### Source data
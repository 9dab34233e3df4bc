//! Core data models for the rate engine.
//!
//! This module contains all the domain models used throughout the engine.

mod arrangement;
mod attendance;
mod calculation_result;
mod project;
mod resource;
mod role;

pub use arrangement::{ArrangementKey, RateField, WorkArrangementForm, WorkArrangementRates};
pub use attendance::{
    AttendanceLog, AttendanceMark, AttendanceRecord, AttendanceSpan, AttendanceStatus,
    AttendanceSummary, default_time_in, default_time_out, is_working_day,
};
pub use calculation_result::{
    AuditStep, AuditTrace, AuditWarning, InheritedRate, RateSource, ResourceCosting,
};
pub use project::{Project, ProjectDraft, ProjectStatus};
pub use resource::{BloodGroup, PersonalDetails, Resource, ResourceAssignment, ResourceType};
pub use role::{Role, RoleDraft};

### What to do
What you return must be the lines from the line holding "mod resource;" through the final line of the material, word for word, and nothing more.

### Solution to the problem
mod resource;
mod role;

pub use arrangement::{ArrangementKey, RateField, WorkArrangementForm, WorkArrangementRates};
pub use attendance::{
    AttendanceLog, AttendanceMark, AttendanceRecord, AttendanceSpan, AttendanceStatus,
    AttendanceSummary, default_time_in, default_time_out, is_working_day,
};
pub use calculation_result::{
    AuditStep, AuditTrace, AuditWarning, InheritedRate, RateSource, ResourceCosting,
};
pub use project::{Project, ProjectDraft, ProjectStatus};
pub use resource::{BloodGroup, PersonalDetails, Resource, ResourceAssignment, ResourceType};
pub use role::{Role, RoleDraft};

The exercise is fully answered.